Elevation of basal autophagy level is a key characteristic of PDAC cells and is important to sustain growth in human tumor cell lines, xenografts, and mouse models, the majority of which have TP53/Trp53 alterations. Recently, a study showed that autophagy loss can accelerate tumor progression in a PDAC mouse model where both copies of Trp53 are simultaneously deleted during embryogenesis. We hypothesized that the differences between these and results from the previous work of our group and others were due to the nature of the model used. In particular, in contrast to human PDAC, tumors in this model do not undergo LOH of the Trp53 allele. To fully understand how autophagy affects tumorigenesis, we inhibited autophagy by breeding a conditional Atg5 null allele to a widely used PDAC mouse model with heterozygous Trp53 deletion and Kras mutation conditionally expressed in pancreas using a Pdx1-Cre allele. The second copy of Trp53 in this model is lost as an obligate step for tumor progression. Despite a small portion of mice dying prematurely from exocrine pancreas disruption, the autophagy-deficient cohort with Kras mutation and Trp53 heterozygous deletion exhibited longer survival times. Examination of pancreata at early and late timepoints showed that Atg5 null mice were more susceptible to early tumor initiation with a significantly increased number of PanINs, but were resistant to tumor progression, as invasive PDAC incidence was significantly diminished. Those tumors that did form in autophagy-incompetent pancreata showed increased DNA damage and apoptosis, with lower proliferation (Fig. 1).

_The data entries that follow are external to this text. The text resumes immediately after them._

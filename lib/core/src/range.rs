//! Per-column ranges used to scale numeric differences
//!
//! For numeric columns the range is `max - min` over the reference rows and
//! the query value, so a query outside the reference spread widens the range.
//! Boolean and categorical columns get a `0.0` placeholder.

use crate::normalize::{Cell, NormalizedRow};
use crate::{ColumnKind, Error, Result};
use serde::{Deserialize, Serialize};
use std::ops::Index;

/// One range per column, in column order
#[derive(Debug, Clone, Serialize, Deserialize, PartialEq, Default)]
#[serde(transparent)]
pub struct RangeVector {
    data: Vec<f64>,
}

impl RangeVector {
    #[inline]
    pub fn new(data: Vec<f64>) -> Self {
        Self { data }
    }

    #[inline]
    pub fn len(&self) -> usize {
        self.data.len()
    }

    #[inline]
    pub fn is_empty(&self) -> bool {
        self.data.is_empty()
    }

    #[inline]
    pub fn as_slice(&self) -> &[f64] {
        &self.data
    }

    pub fn into_inner(self) -> Vec<f64> {
        self.data
    }
}

impl Index<usize> for RangeVector {
    type Output = f64;

    fn index(&self, i: usize) -> &f64 {
        &self.data[i]
    }
}

/// Running min/max of one numeric column
#[derive(Debug, Clone, Copy)]
struct Spread {
    min: f64,
    max: f64,
}

impl Spread {
    const EMPTY: Spread = Spread {
        min: f64::INFINITY,
        max: f64::NEG_INFINITY,
    };

    #[inline]
    fn push(&mut self, x: f64) {
        self.min = self.min.min(x);
        self.max = self.max.max(x);
    }

    #[inline]
    fn width(self) -> f64 {
        if self.max >= self.min {
            self.max - self.min
        } else {
            0.0
        }
    }
}

/// Compute ranges over the reference rows widened by the query row
pub fn compute_ranges(
    reference: &[NormalizedRow],
    query: &NormalizedRow,
    kinds: &[ColumnKind],
) -> Result<RangeVector> {
    check_width(query, kinds)?;
    let mut spreads = reference_spreads(reference, kinds)?;
    for (col, kind) in kinds.iter().enumerate() {
        if kind.is_numeric_like() {
            spreads[col].push(numeric_cell(&query.cells[col], col, *kind)?);
        }
    }
    Ok(finish(spreads, kinds))
}

/// Compute ranges over the reference rows alone
pub fn compute_table_ranges(reference: &[NormalizedRow], kinds: &[ColumnKind]) -> Result<RangeVector> {
    let spreads = reference_spreads(reference, kinds)?;
    Ok(finish(spreads, kinds))
}

fn reference_spreads(reference: &[NormalizedRow], kinds: &[ColumnKind]) -> Result<Vec<Spread>> {
    let mut spreads = vec![Spread::EMPTY; kinds.len()];
    for row in reference {
        check_width(row, kinds)?;
        for (col, kind) in kinds.iter().enumerate() {
            if kind.is_numeric_like() {
                spreads[col].push(numeric_cell(&row.cells[col], col, *kind)?);
            }
        }
    }
    Ok(spreads)
}

fn finish(spreads: Vec<Spread>, kinds: &[ColumnKind]) -> RangeVector {
    let data = spreads
        .into_iter()
        .zip(kinds)
        .map(|(spread, kind)| match kind {
            ColumnKind::Numeric => spread.width(),
            ColumnKind::Boolean | ColumnKind::Categorical => 0.0,
        })
        .collect();
    let ranges = RangeVector::new(data);
    tracing::trace!(ranges = ?ranges.as_slice(), "computed column ranges");
    ranges
}

#[inline]
fn check_width(row: &NormalizedRow, kinds: &[ColumnKind]) -> Result<()> {
    if row.len() != kinds.len() {
        return Err(Error::ShapeMismatch {
            expected: kinds.len(),
            actual: row.len(),
        });
    }
    Ok(())
}

#[inline]
fn numeric_cell(cell: &Cell, col: usize, kind: ColumnKind) -> Result<f64> {
    match cell {
        Cell::Numeric(x) => Ok(*x),
        Cell::Categorical(s) => Err(Error::KindMismatch {
            column: col.to_string(),
            kind,
            value: s.clone(),
        }),
    }
}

Figure 1. Abrogation of autophagy affects PDAC tumorigenesis. Activation of Kras initiates transformation of normal pancreas to benign PanIN lesions. Atg5 deletion further promotes PanIN formation (more than 50 per mouse) compared with a wild-type mouse (2-10 PanINs per mouse). At later stages, Trp53 is lost via LOH resulting in PanIN transformation to invasive PDAC. PanINs in Atg5-deleted mice were impaired in their ability to progress to PDAC. Those that did develop PDAC had less proliferation and more apoptosis.

To specifically examine if Trp53 status affected response of tumor cells to acute autophagy inhibition, we performed studies using CQ treatment to block autophagosome degradation as well as RNAi to critical autophagy genes in PDAC cell lines derived from Trp53 heterozygous mice, Trp53 homozygous mice and Trp53^R172H/+ mutated mice. These results were consistent with our previous findings that autophagy inhibition reduced both colony formation as well as oxidative phosphorylation in all PDAC cell lines independent of the original Trp53 genetic status.

Finally, we performed efficacy studies using a panel of PDAC patient-derived xenografts (PDXs) using the CQ-derivative hydroxychloroquine (HCQ) as this is currently being tested in multiple clinical trials. Responses were seen in nearly every PDX line (11 of which had mutated TP53). Interestingly, the only PDX line that did not respond to HCQ treatment was KRAS wild type and had minimal basal levels of autophagy. Assessment of the xenografts showed that HCQ effectively inhibited autophagy as demonstrated by increased LC3 puncta. Similar to the Atg5-deleted PDAC tumors, HCQ treated PDXs had elevated apoptosis and reduced proliferation.

Together our data shows that Trp53 status does not influence the response of PDAC to autophagy inhibition. While the concurrent homozygous deletion of Trp53 and Atg5 or Atg7 during embryogenesis may accelerate PDAC progression, this is a different situation than what is seen in human PDAC where TP53 is lost by LOH. In this scenario, autophagy appears to have a predominantly pro-tumorigenic role. Clinical trials in PDAC patients are currently assessing the efficacy of HCQ in combination with other therapies. Whether these will be successful will depend on a variety of factors, including the ability of HCQ to effectively inhibit autophagy in human patients. However, we think that our data do not support the exclusion of patients with TP53 mutations from these trials.

Yang A, Rajeshkumar NV, Wang X, Yabuuchi S, Alexander BM, Chu GC, Von Hoff DD, Maitra A, Kimmelman AC. Autophagy is critical for pancreatic tumor growth and progression in tumors with p53 alterations. Cancer Discov. 2014;4:905–13. doi: 10.1158/2159-8290.CD-14-0362.